Could killing the PID like that create zombies?

ykonstant
5 replies
1d11h

Perhaps, but in any case I would never write code like this.

First of all, sending sigkill is literally overkill and perpetuates a bad practice. Send `TERM`. If it doesn't work, figure out why.

Secondly, subshells should be made as clear as possible and not hidden in pipes. Related, looping over `read` is essentially never the right thing to do. If you really need to do that, don't use pipes; use heredocs or herestrings.

Fourth, if you cannot avoid subshells and you want to terminate the full script on some condition, exit with a specific exit code from the subshell, check for it outside and terminate appropriately.

qazxcvbnm
2 replies
1d6h

Do enlighten me on why it is a bad idea to use loops over read; it's perhaps one of my favourite patterns in bash, and combined with pipes, appears to me one of the cleanest ways to correctly and concisely utilise parallelism in software.

qazxcvbnm
0 replies
1d1h

The provided points don't seem to be reasons for generally avoiding the subshell loop pattern.

Reasons of 1) performance, 2) readability, and 3) security are provided as points against the pattern, and the post itself acknowledges that the pattern is a great way to call external programs.

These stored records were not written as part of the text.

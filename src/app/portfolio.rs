use leptos::{either::Either, html, prelude::*};
use leptos_router::components::A;
use leptos_router::hooks::use_params_map;

use crate::projects::{self, Project, ProjectGroup};
use crate::reveal;
use crate::scrollbar;

use super::loader::MediaImage;
use super::overlay::ProjectOverlay;
use super::scrollbar::CustomScrollbar;
use super::AppState;

#[component]
pub fn PortfolioSection() -> impl IntoView {
    let params = use_params_map();
    let selected = Memo::new(move |_| {
        params
            .read()
            .get("project")
            .and_then(|id| projects::find(&id))
    });

    move || match selected.get() {
        Some(project) => Either::Left(view! { <ProjectOverlay project=project /> }),
        None => Either::Right(view! { <ProjectGrid /> }),
    }
}

#[component]
fn ProjectGrid() -> impl IntoView {
    let body_ref = NodeRef::<html::Div>::new();

    // Cards sweep in one after another across all groups.
    let mounted = RwSignal::new(false);
    Effect::new(move |_| {
        mounted.set(true);
    });

    let groups = [
        ProjectGroup::Web,
        ProjectGroup::Software,
        ProjectGroup::Graphics,
    ];

    let mut order = 0usize;
    let blocks = groups
        .into_iter()
        .map(|group| {
            let start = order;
            order += projects::in_group(group).count();
            view! { <GroupBlock group=group start=start mounted=mounted /> }
        })
        .collect_view();

    view! {
        <div class="relative h-full">
            <div node_ref=body_ref class="h-full overflow-y-auto px-6 py-5 [scrollbar-width:none]">
                <div class="mx-auto flex max-w-4xl flex-col gap-8 pb-4">{blocks}</div>
            </div>
            <CustomScrollbar content=body_ref hide_after_ms=scrollbar::HIDE_LONG_MS />
        </div>
    }
}

#[component]
fn GroupBlock(group: ProjectGroup, start: usize, mounted: RwSignal<bool>) -> impl IntoView {
    let state = expect_context::<AppState>();
    let lang = state.lang;

    let projects: Vec<&'static Project> = projects::in_group(group).collect();
    if projects.is_empty() {
        return None;
    }

    Some(view! {
        <section class="flex flex-col gap-4">
            <h2 class="text-sm font-semibold uppercase tracking-wider text-teal-400">
                {move || group.header().get(lang.get())}
            </h2>
            <div class="grid grid-cols-1 gap-4 sm:grid-cols-2">
                {projects
                    .into_iter()
                    .enumerate()
                    .map(|(i, project)| {
                        view! { <ProjectCard project=project order=start + i mounted=mounted /> }
                    })
                    .collect_view()}
            </div>
        </section>
    })
}

#[component]
fn ProjectCard(project: &'static Project, order: usize, mounted: RwSignal<bool>) -> impl IntoView {
    let state = expect_context::<AppState>();
    let lang = state.lang;

    let href = format!("/portfolio/{}", project.id);
    let cover = project.gallery.map(|g| (g.image_path(project.id, 0), g.contain));

    let entrance = move || {
        format!(
            "transition-all duration-500 {}",
            if mounted.get() {
                "translate-y-0 opacity-100"
            } else {
                "translate-y-4 opacity-0"
            },
        )
    };

    view! {
        <div
            class=entrance
            style=format!("transition-delay: {}ms", reveal::card_delay_ms(order))
        >
            <A href=href attr:class="group block overflow-hidden rounded-xl bg-gray-800/60 transition-colors hover:bg-gray-800">
                {cover
                    .map(|(path, contain)| {
                        view! {
                            <div class="aspect-video w-full overflow-hidden">
                                <MediaImage
                                    path=path
                                    class="h-full w-full transition-transform duration-300 group-hover:scale-105"
                                    contain=contain
                                />
                            </div>
                        }
                    })}
                <div class="px-4 py-3">
                    <h3 class="font-medium text-gray-100">{move || project.title.get(lang.get())}</h3>
                </div>
            </A>
        </div>
    }
}
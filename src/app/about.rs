use chrono::{Datelike, NaiveDate, Utc};
use leptos::{html, prelude::*};

use crate::i18n::{t, Lang, Tr};
use crate::reveal;
use crate::scrollbar;

use super::scrollbar::CustomScrollbar;
use super::AppState;

const BIRTHDAY: (i32, u32, u32) = (2005, 8, 8);

struct LanguageSkill {
    name: Tr,
    /// Self-assessed proficiency, percent of the bar.
    level: u32,
}

const LANGUAGE_SKILLS: &[LanguageSkill] = &[
    LanguageSkill {
        name: Tr::new("RUSSIAN", "РУССКИЙ"),
        level: 100,
    },
    LanguageSkill {
        name: Tr::new("ENGLISH", "АНГЛИЙСКИЙ"),
        level: 80,
    },
    LanguageSkill {
        name: Tr::new("AZERBAIJANI", "АЗЕРБАЙДЖАНСКИЙ"),
        level: 60,
    },
];

struct TimelineEntry {
    date: Tr,
    text: Tr,
}

const EDUCATION_TIMELINE: &[TimelineEntry] = &[
    TimelineEntry {
        date: Tr::new("Sep 2022", "Сен 2022"),
        text: Tr::new(
            "Enrolled at the Academy of Public Administration",
            "Поступил в Академию государственного управления",
        ),
    },
    TimelineEntry {
        date: Tr::new("Jul 2026", "Июл 2026"),
        text: Tr::new(
            "Bachelor's degree in Economics (expected)",
            "Бакалавриат по экономике (ожидается)",
        ),
    },
];

fn age_years() -> i32 {
    let (y, m, d) = BIRTHDAY;
    let today = Utc::now().date_naive();
    let born = NaiveDate::from_ymd_opt(y, m, d).unwrap_or(today);
    let mut age = today.year() - born.year();
    if (today.month(), today.day()) < (born.month(), born.day()) {
        age -= 1;
    }
    age
}

fn about_intro(lang: Lang) -> String {
    let age = age_years();
    match lang {
        Lang::En => format!(
            "Hi! I'm Muhammad, also known online as <b>Bredd Lane</b>. I'm {age} years old \
             and I live in Azerbaijan. I build software, mods and interfaces, and this \
             site is my hand-made home on the web."
        ),
        Lang::Ru => format!(
            "Привет! Я Мухаммед, в сети известен как <b>Bredd Lane</b>. Мне {age} лет, \
             живу в Азербайджане. Я делаю программы, моды и интерфейсы, а этот сайт \
             — мой собственноручно собранный дом в интернете."
        ),
    }
}

#[component]
pub fn AboutSection() -> impl IntoView {
    let state = expect_context::<AppState>();
    let lang = state.lang;

    let body_ref = NodeRef::<html::Div>::new();

    // Entrance animation: blocks slide in one after another once mounted.
    let mounted = RwSignal::new(false);
    Effect::new(move |_| {
        mounted.set(true);
    });
    let block_class = move || {
        if mounted.get() {
            "translate-y-0 opacity-100"
        } else {
            "translate-y-4 opacity-0"
        }
    };
    let block = move || format!("flex flex-col gap-3 transition-all duration-500 {}", block_class());
    let delay = |order: usize| format!("transition-delay: {}ms", reveal::block_delay_ms(order));

    view! {
        <div class="relative h-full">
            <div node_ref=body_ref class="h-full overflow-y-auto px-6 py-5 [scrollbar-width:none]">
                <div class="mx-auto flex max-w-3xl flex-col gap-8 pb-4">
                    <section class=move || block() style=delay(0)>
                        <h2 class="text-sm font-semibold uppercase tracking-wider text-teal-400">
                            {move || t(lang.get(), "ABOUT ME", "ОБО МНЕ")}
                        </h2>
                        <p
                            class="leading-relaxed text-gray-300"
                            inner_html=move || about_intro(lang.get())
                        ></p>
                        <p class="leading-relaxed text-gray-300">
                            {move || t(
                                lang.get(),
                                "Outside of code I'm into games, design and everything that \
                                 lets me tinker with how things work under the hood.",
                                "Помимо кода увлекаюсь играми, дизайном и всем, что позволяет \
                                 покопаться в том, как вещи устроены изнутри.",
                            )}
                        </p>
                        <p class="leading-relaxed text-gray-300">
                            {move || t(
                                lang.get(),
                                "This site is written from scratch with no page builders, \
                                 which is why it behaves the way I want it to.",
                                "Этот сайт написан с нуля без конструкторов, поэтому ведёт \
                                 себя ровно так, как я хочу.",
                            )}
                        </p>
                    </section>

                    <section class=move || block() style=delay(1)>
                        <h2 class="text-sm font-semibold uppercase tracking-wider text-teal-400">
                            {move || t(lang.get(), "EDUCATION", "ОБРАЗОВАНИЕ")}
                        </h2>
                        <div class="rounded-lg bg-gray-800/60 px-4 py-3">
                            <p class="font-medium text-gray-100">
                                {move || t(
                                    lang.get(),
                                    "Academy of Public Administration",
                                    "Академия государственного управления",
                                )}
                            </p>
                            <p class="text-sm text-gray-400">
                                {move || t(
                                    lang.get(),
                                    "Bachelor's degree in Economics",
                                    "Бакалавриат по экономике",
                                )}
                            </p>
                            <EducationTimeline mounted=mounted />
                        </div>
                    </section>

                    <section class=move || block() style=delay(2)>
                        <h2 class="text-sm font-semibold uppercase tracking-wider text-teal-400">
                            {move || t(lang.get(), "LANGUAGES", "ЯЗЫКИ")}
                        </h2>
                        <div class="flex flex-col gap-4">
                            {LANGUAGE_SKILLS
                                .iter()
                                .map(|skill| {
                                    let name = skill.name;
                                    let level = skill.level;
                                    view! {
                                        <div class="flex flex-col gap-1.5">
                                            <div class="flex justify-between text-sm">
                                                <span class="text-gray-200">
                                                    {move || name.get(lang.get())}
                                                </span>
                                                <span class="text-gray-500">{format!("{level}%")}</span>
                                            </div>
                                            <div class="h-1.5 overflow-hidden rounded-full bg-gray-800">
                                                <div
                                                    class="h-full rounded-full bg-teal-400 transition-all duration-700"
                                                    style=move || {
                                                        format!(
                                                            "width: {}%",
                                                            if mounted.get() { level } else { 0 },
                                                        )
                                                    }
                                                ></div>
                                            </div>
                                        </div>
                                    }
                                })
                                .collect_view()}
                        </div>
                    </section>
                </div>
            </div>
            <CustomScrollbar content=body_ref hide_after_ms=scrollbar::HIDE_LONG_MS />
        </div>
    }
}

/// Study milestones: dots fade in one after another, then the connecting
/// lines draw downward.
#[component]
fn EducationTimeline(mounted: RwSignal<bool>) -> impl IntoView {
    let state = expect_context::<AppState>();
    let lang = state.lang;

    let dots = EDUCATION_TIMELINE.len();
    let step = reveal::timeline_step_ms(dots);
    let line_delay = reveal::timeline_line_delay_ms(dots);

    let dot_style = move |i: usize| {
        format!(
            "opacity: {}; transition: opacity {step}ms {} {}ms;",
            if mounted.get() { 1 } else { 0 },
            reveal::EASE,
            reveal::timeline_dot_delay_ms(i, dots),
        )
    };
    let line_style = move || {
        format!(
            "transform: scaleY({}); transform-origin: top; \
             transition: transform {step}ms {} {line_delay}ms;",
            if mounted.get() { 1 } else { 0 },
            reveal::EASE,
        )
    };

    view! {
        <div class="mt-3 flex flex-col">
            {EDUCATION_TIMELINE
                .iter()
                .enumerate()
                .map(|(i, entry)| {
                    let last = i + 1 == dots;
                    let date = entry.date;
                    let text = entry.text;
                    view! {
                        <div class="flex gap-3">
                            <div class="flex w-3 flex-col items-center">
                                <div
                                    class="mt-1 h-3 w-3 shrink-0 rounded-full bg-teal-400"
                                    style=move || dot_style(i)
                                ></div>
                                <Show when=move || !last>
                                    <div class="w-0.5 flex-1 bg-teal-400/50" style=line_style></div>
                                </Show>
                            </div>
                            <div class=if last { "" } else { "pb-5" }>
                                <p class="text-sm text-gray-500">{move || date.get(lang.get())}</p>
                                <p class="text-sm text-gray-300">{move || text.get(lang.get())}</p>
                            </div>
                        </div>
                    }
                })
                .collect_view()}
        </div>
    }
}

I'd think that the fact that one is using shell to begin with would almost certainly mean that one is using the subshell loop pattern for calling external programs, which is the use case that your post approves of. In this case, subshells taking the piped input as stdin allows the easy passing of data streamed over a file-descriptor, probably one of the most trivially performant ways of data movement, and the pattern is composable, certainly easier to remember, modify, and to extend than the provided xargs alternative, without potential problems such as exceeding max argument length. Having independent subshells also allows for non-interference between separate loops when run in parallel, offering something resembling a proper closure. In these respects, subshell loops provide benefits rather than pitfalls in performance and readability. Certainly read has some quirks that one needs to be aware of, but aren't much of an issue when operating on inputs of a known shape, which is likely the case if one is about to provide them as arguments to another command.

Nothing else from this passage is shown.